#### Records provided ####
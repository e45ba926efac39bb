use crate::crawler::{CrawlError, CrawlResult};
use dashmap::{DashMap, DashSet};
use std::collections::HashMap;

/// Shared bookkeeping for a single crawl
///
/// Every collection supports concurrent insert-if-absent, so download and
/// extract tasks can update it without a crawl-wide lock.
#[derive(Debug, Default)]
pub struct CrawlState {
    /// URLs that have been scheduled for download (write-once per URL)
    visited: DashSet<String>,

    /// URLs whose download completed without error
    downloaded: DashSet<String>,

    /// URLs whose download (or host derivation) failed
    errors: DashMap<String, CrawlError>,
}

impl CrawlState {
    /// Creates an empty crawl state
    pub fn new() -> Self {
        Self::default()
    }

    /// Marks `url` as scheduled
    ///
    /// Returns `true` if this call inserted it, `false` if it was already
    /// visited. Exactly one caller wins for any URL.
    pub fn mark_visited(&self, url: &str) -> bool {
        if self.visited.contains(url) {
            return false;
        }
        self.visited.insert(url.to_string())
    }

    /// Returns whether `url` has been scheduled
    pub fn is_visited(&self, url: &str) -> bool {
        self.visited.contains(url)
    }

    /// Records a successful download
    pub fn record_success(&self, url: &str) {
        self.downloaded.insert(url.to_string());
    }

    /// Records a failed URL; the first failure recorded for a URL is kept
    pub fn record_error(&self, url: &str, error: CrawlError) {
        self.errors.entry(url.to_string()).or_insert(error);
    }

    /// Turns discovered links into the next frontier
    ///
    /// Only links that have never been scheduled survive, and each of them is
    /// marked visited in the same step.
    pub fn next_frontier<I>(&self, discovered: I) -> Vec<String>
    where
        I: IntoIterator<Item = String>,
    {
        discovered
            .into_iter()
            .filter(|url| self.mark_visited(url))
            .collect()
    }

    /// Number of URLs scheduled so far
    pub fn visited_count(&self) -> usize {
        self.visited.len()
    }

    /// Number of successful downloads so far
    pub fn downloaded_count(&self) -> usize {
        self.downloaded.len()
    }

    /// Number of failed URLs so far
    pub fn error_count(&self) -> usize {
        self.errors.len()
    }

    /// Moves the successes and errors out into a `CrawlResult`
    ///
    /// Called once the crawl's last level has finished. Both collections are
    /// drained, so a second call returns an empty result. The visited set is
    /// left alone.
    pub fn take_result(&self) -> CrawlResult {
        let keys: Vec<String> = self.downloaded.iter().map(|url| url.key().clone()).collect();
        let downloaded: Vec<String> = keys
            .iter()
            .filter_map(|key| self.downloaded.remove(key))
            .collect();

        let keys: Vec<String> = self.errors.iter().map(|entry| entry.key().clone()).collect();
        let errors: HashMap<String, CrawlError> = keys
            .iter()
            .filter_map(|key| self.errors.remove(key))
            .collect();

        CrawlResult { downloaded, errors }
    }
}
####
Task requirements: Would you copy out exactly the lines above that start at the one containing "let keys: Vec<String> = self.downloaded.iter().map(|url|" and end at the one containing "let errors: HashMap<String, CrawlError>", inclusive?

Finished task:
        let keys: Vec<String> = self.downloaded.iter().map(|url| url.key().clone()).collect();
        let downloaded: Vec<String> = keys
            .iter()
            .filter_map(|key| self.downloaded.remove(key))
            .collect();

        let keys: Vec<String> = self.errors.iter().map(|entry| entry.key().clone()).collect();
        let errors: HashMap<String, CrawlError> = keys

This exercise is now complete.